[[ RECORD EXTRACTS, beginning ]]
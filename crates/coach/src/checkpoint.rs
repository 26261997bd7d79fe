//! Versioned network snapshots.

use std::fmt;
use std::fs;
use std::path::{Path, PathBuf};
use tracing::debug;
use crate::error::{CoachError, Result};

/// Name of a snapshot: `iteration-NNNN` or `iteration-best`.
#[derive(Debug, Clone, Copy, PartialEq, Eq, Hash)]
pub enum CheckpointTag {
    Iteration(u32),
    Best,
}

impl fmt::Display for CheckpointTag {
    fn fmt(&self, f: &mut fmt::Formatter<'_>) -> fmt::Result {
        match self {
            CheckpointTag::Iteration(iteration) => write!(f, "iteration-{iteration:04}"),
            CheckpointTag::Best => write!(f, "iteration-best"),
        }
    }
}

/// Implemented by the network collaborator to persist its weights.
pub trait Checkpointed {
    fn save_checkpoint(&self, path: &Path) -> anyhow::Result<()>;

    fn load_checkpoint(&mut self, path: &Path) -> anyhow::Result<()>;
}

/// Maps tags to files under one directory. Saving a tag overwrites it.
#[derive(Debug, Clone)]
pub struct CheckpointStore {
    dir: PathBuf,
}

impl CheckpointStore {
    pub fn new(dir: impl Into<PathBuf>) -> Self {
        Self { dir: dir.into() }
    }

    pub fn dir(&self) -> &Path {
        &self.dir
    }

    pub fn path_for(&self, tag: CheckpointTag) -> PathBuf {
        self.dir.join(format!("{tag}.ckpt"))
    }

    pub fn exists(&self, tag: CheckpointTag) -> bool {
        self.path_for(tag).is_file()
    }

    pub fn save<N: Checkpointed + ?Sized>(&self, network: &N, tag: CheckpointTag) -> Result<PathBuf> {
        fs::create_dir_all(&self.dir)?;
        let path = self.path_for(tag);
        network.save_checkpoint(&path).map_err(CoachError::Collaborator)?;
        debug!(%tag, path = %path.display(), "checkpoint saved");
        Ok(path)
    }

    pub fn load<N: Checkpointed + ?Sized>(&self, network: &mut N, tag: CheckpointTag) -> Result<()> {
        let path = self.path_for(tag);
        network.load_checkpoint(&path).map_err(CoachError::Collaborator)?;
        debug!(%tag, path = %path.display(), "checkpoint loaded");
        Ok(())
    }
}

#[cfg(test)]
mod tests {
    use super::*;
    use crate::testing::ScriptedNetwork;

    #[test]
    fn test_tag_names() {
        assert_eq!(CheckpointTag::Iteration(7).to_string(), "iteration-0007");
        assert_eq!(CheckpointTag::Iteration(12345).to_string(), "iteration-12345");
        assert_eq!(CheckpointTag::Best.to_string(), "iteration-best");
    }

    #[test]
    fn test_save_overwrites_and_load_restores() {
        let dir = tempfile::tempdir().unwrap();
        let store = CheckpointStore::new(dir.path().join("checkpoints"));

        let network = ScriptedNetwork::with_version(3);
        let path = store.save(&network, CheckpointTag::Best).unwrap();
        assert!(path.ends_with("iteration-best.ckpt"));
        assert!(store.exists(CheckpointTag::Best));
        assert!(!store.exists(CheckpointTag::Iteration(1)));

        store.save(&ScriptedNetwork::with_version(5), CheckpointTag::Best).unwrap();

        let mut restored = ScriptedNetwork::with_version(0);
        store.load(&mut restored, CheckpointTag::Best).unwrap();
        assert_eq!(restored.version(), 5);
    }

    #[test]
    fn test_loading_missing_checkpoint_fails() {
        let dir = tempfile::tempdir().unwrap();
        let store = CheckpointStore::new(dir.path());
        let mut network = ScriptedNetwork::with_version(0);
        assert!(matches!(
            store.load(&mut network, CheckpointTag::Iteration(2)),
            Err(CoachError::Collaborator(_))
        ));
    }
}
[[ RECORD EXTRACTS, end ]]
WHAT YOU HAVE TO DO -
Every line above that includes the word "anyhow" should be listed.

ANSWER FOR THE TASK -
    fn save_checkpoint(&self, path: &Path) -> anyhow::Result<()>;
    fn load_checkpoint(&mut self, path: &Path) -> anyhow::Result<()>;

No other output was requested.